Nüfus son zamanlarda önemli ölçüde arttı/artmıştır.

Present Perfect'in bu kullanımları (A-D) Türkçe'ye "yüklem + -DI", çeviri


metni resmi bir dil taşıdığında da "yüklem + - mIştIr" yapısı ile aktarılır.

- They haven't had a holiday this year. [2]


Bu sene tatil yapmadılar.
e) "be" yüklemi ile birlikte, nitelik, yer, vs. belirten yapıların
oluşturulmasında kullanılır.

- I have been a teacher for 7 years.


Yedi senedir öğretmenim/öğretmenlik yapmaktayım/yapıyorum.
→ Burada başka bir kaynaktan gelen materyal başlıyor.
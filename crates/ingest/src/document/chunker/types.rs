//! Chunker parameters.

use thiserror::Error;

pub const DEFAULT_CHUNK_SIZE: usize = 1000;
pub const DEFAULT_OVERLAP: usize = 100;

#[derive(Debug, Clone, PartialEq, Eq, Error)]
pub enum ChunkConfigError {
    #[error("chunk size must be at least 1")]
    ZeroChunkSize,
    #[error("overlap ({overlap}) must be smaller than chunk size ({chunk_size})")]
    NonPositiveStep { chunk_size: usize, overlap: usize },
}

/// Window size and overlap, both in characters.
///
/// Only constructible with `overlap < chunk_size`, so the window always
/// advances and chunking terminates.
#[derive(Debug, Clone, Copy, PartialEq, Eq)]
pub struct ChunkConfig {
    chunk_size: usize,
    overlap: usize,
}

impl Default for ChunkConfig {
    fn default() -> Self {
        Self {
            chunk_size: DEFAULT_CHUNK_SIZE,
            overlap: DEFAULT_OVERLAP,
        }
    }
}

impl ChunkConfig {
    pub fn new(chunk_size: usize, overlap: usize) -> Result<Self, ChunkConfigError> {
        if chunk_size == 0 {
            return Err(ChunkConfigError::ZeroChunkSize);
        }
        if overlap >= chunk_size {
            return Err(ChunkConfigError::NonPositiveStep {
                chunk_size,
                overlap,
            });
        }
        Ok(Self {
            chunk_size,
            overlap,
        })
    }

    pub fn chunk_size(&self) -> usize {
        self.chunk_size
    }

    pub fn overlap(&self) -> usize {
        self.overlap
    }

    /// Distance between consecutive window starts.
    pub fn step(&self) -> usize {
        self.chunk_size - self.overlap
    }

    /// Number of chunks produced for a text of `char_len` characters.
    pub fn expected_chunks(&self, char_len: usize) -> usize {
        char_len.div_ceil(self.step())
    }
}
//! Text extraction and fixed-window chunking for PDF, Word and plain-text files.

pub mod document;

pub use document::chunker::{chunk_text, ChunkConfig, ChunkConfigError};
pub use document::{extract_text, ExtractionError, Extractor};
Bu kullanım (E) Türkçe'ye "yüklem + -DIr" yapısı ile aktarılırsa da -DIr


takısı genelde düşer.
2.4. Present Perfect Continuous Tense
a) Present Perfect'ten farklı olarak, daha süreli bir eylemi kapsar.
- I have been writing since ten this morning.
Bu sabah ondan beri yazıyorum/yazmaktayım.
b) Kimi zaman, olayın kendisi bitmiş olsa bile etkisi sürmektedir.

- You look terrible. Have you been fighting ?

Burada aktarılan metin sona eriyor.